Stored records:
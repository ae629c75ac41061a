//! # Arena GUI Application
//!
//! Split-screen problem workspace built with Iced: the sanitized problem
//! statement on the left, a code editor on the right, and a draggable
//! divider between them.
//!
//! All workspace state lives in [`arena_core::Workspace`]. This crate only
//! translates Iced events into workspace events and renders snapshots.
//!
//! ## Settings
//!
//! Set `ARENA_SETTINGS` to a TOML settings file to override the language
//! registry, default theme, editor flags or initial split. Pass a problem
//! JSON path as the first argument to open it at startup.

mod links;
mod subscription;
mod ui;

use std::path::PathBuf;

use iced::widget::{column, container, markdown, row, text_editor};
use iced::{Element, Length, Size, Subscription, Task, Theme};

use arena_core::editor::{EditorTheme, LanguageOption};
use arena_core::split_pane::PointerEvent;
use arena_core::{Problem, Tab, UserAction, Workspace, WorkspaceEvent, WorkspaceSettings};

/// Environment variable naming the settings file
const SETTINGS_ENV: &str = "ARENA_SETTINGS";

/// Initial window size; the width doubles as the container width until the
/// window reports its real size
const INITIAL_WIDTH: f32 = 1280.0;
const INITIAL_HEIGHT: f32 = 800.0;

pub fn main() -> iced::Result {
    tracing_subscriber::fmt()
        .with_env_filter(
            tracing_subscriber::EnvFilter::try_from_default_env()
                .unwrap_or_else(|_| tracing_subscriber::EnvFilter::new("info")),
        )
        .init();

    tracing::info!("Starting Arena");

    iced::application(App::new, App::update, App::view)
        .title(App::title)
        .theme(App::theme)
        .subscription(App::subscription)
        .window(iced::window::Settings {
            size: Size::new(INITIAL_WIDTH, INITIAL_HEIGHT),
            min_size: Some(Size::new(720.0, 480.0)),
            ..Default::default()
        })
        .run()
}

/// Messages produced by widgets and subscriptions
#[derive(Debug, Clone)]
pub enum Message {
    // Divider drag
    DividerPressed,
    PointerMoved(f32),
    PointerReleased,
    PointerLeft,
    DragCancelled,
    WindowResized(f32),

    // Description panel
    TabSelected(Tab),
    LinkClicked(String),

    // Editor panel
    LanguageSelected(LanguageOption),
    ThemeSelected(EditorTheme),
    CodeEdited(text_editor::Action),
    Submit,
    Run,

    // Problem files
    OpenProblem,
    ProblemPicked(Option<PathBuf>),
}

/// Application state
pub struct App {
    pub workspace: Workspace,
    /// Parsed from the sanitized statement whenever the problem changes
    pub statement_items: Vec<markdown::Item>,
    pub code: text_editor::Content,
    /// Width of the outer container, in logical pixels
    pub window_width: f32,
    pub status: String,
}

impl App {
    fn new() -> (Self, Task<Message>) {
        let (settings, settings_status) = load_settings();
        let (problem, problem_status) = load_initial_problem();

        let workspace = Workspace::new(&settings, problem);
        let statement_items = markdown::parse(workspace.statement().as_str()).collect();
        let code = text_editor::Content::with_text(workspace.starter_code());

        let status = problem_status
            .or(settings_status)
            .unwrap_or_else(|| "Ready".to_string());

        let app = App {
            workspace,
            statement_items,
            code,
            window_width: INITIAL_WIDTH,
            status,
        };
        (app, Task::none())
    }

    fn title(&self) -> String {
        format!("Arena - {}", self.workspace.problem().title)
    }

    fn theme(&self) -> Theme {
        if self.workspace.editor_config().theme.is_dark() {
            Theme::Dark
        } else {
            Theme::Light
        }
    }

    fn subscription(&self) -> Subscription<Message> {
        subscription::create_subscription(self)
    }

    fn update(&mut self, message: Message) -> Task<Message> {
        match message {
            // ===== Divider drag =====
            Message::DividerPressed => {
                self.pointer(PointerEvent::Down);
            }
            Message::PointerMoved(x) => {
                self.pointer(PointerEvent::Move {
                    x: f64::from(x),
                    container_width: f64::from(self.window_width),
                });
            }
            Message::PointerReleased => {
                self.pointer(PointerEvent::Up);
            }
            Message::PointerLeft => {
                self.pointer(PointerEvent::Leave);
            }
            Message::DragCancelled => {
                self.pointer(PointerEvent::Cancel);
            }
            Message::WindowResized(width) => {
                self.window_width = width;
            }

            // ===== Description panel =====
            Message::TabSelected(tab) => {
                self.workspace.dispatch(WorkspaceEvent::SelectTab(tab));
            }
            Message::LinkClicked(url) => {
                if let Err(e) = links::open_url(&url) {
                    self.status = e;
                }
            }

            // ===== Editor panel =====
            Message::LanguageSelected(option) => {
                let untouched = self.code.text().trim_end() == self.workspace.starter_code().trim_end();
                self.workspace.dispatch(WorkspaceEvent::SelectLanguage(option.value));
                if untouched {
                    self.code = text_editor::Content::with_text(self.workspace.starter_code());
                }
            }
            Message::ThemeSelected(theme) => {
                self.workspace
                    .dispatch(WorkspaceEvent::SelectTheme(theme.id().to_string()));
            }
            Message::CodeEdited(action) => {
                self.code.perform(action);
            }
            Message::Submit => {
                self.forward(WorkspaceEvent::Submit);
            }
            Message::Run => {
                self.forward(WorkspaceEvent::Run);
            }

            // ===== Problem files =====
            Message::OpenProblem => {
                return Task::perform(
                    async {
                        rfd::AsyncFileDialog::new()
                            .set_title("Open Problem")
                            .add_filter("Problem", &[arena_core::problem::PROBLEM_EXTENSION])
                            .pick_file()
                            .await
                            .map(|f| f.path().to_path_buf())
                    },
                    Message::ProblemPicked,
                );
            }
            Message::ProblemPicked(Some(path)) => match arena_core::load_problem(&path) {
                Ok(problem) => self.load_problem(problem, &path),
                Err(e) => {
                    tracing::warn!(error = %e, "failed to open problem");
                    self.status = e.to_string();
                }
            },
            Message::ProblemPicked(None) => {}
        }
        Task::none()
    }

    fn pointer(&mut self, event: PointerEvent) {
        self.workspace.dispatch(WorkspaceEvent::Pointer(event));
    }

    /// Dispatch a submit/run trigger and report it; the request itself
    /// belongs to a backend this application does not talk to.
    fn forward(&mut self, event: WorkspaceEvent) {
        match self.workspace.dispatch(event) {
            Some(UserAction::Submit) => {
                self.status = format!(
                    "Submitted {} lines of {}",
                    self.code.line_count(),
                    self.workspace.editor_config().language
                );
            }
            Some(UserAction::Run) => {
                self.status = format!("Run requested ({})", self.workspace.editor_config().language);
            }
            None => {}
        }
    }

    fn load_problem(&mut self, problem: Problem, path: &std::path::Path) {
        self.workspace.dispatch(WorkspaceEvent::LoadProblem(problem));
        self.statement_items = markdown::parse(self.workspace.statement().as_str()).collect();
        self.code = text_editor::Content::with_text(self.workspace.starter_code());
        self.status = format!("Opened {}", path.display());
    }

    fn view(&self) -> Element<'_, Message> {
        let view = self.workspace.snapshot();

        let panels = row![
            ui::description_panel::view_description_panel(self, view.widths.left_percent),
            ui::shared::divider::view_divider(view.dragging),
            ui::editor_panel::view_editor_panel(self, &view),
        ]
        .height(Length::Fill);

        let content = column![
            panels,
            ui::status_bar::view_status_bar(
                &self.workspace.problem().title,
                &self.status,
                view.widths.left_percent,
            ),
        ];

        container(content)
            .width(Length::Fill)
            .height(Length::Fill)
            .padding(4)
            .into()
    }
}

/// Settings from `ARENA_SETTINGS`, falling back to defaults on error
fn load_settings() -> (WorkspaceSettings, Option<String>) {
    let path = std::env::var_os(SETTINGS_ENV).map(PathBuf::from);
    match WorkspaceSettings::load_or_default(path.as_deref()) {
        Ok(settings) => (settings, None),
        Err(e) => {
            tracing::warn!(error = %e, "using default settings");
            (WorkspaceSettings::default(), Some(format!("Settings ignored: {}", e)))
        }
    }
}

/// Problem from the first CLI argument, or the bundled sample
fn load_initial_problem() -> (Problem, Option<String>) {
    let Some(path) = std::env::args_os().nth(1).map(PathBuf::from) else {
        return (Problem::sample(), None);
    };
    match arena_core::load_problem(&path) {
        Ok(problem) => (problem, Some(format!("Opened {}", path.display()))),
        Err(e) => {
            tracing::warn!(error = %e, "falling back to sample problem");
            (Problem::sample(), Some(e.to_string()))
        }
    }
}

WORK ITEM: Look through the records for the string "ProblemPicked". Copy every line that has it.

ANSWER SPACE:
    ProblemPicked(Option<PathBuf>),
                    Message::ProblemPicked,
            Message::ProblemPicked(Some(path)) => match arena_core::load_problem(&path) {
            Message::ProblemPicked(None) => {}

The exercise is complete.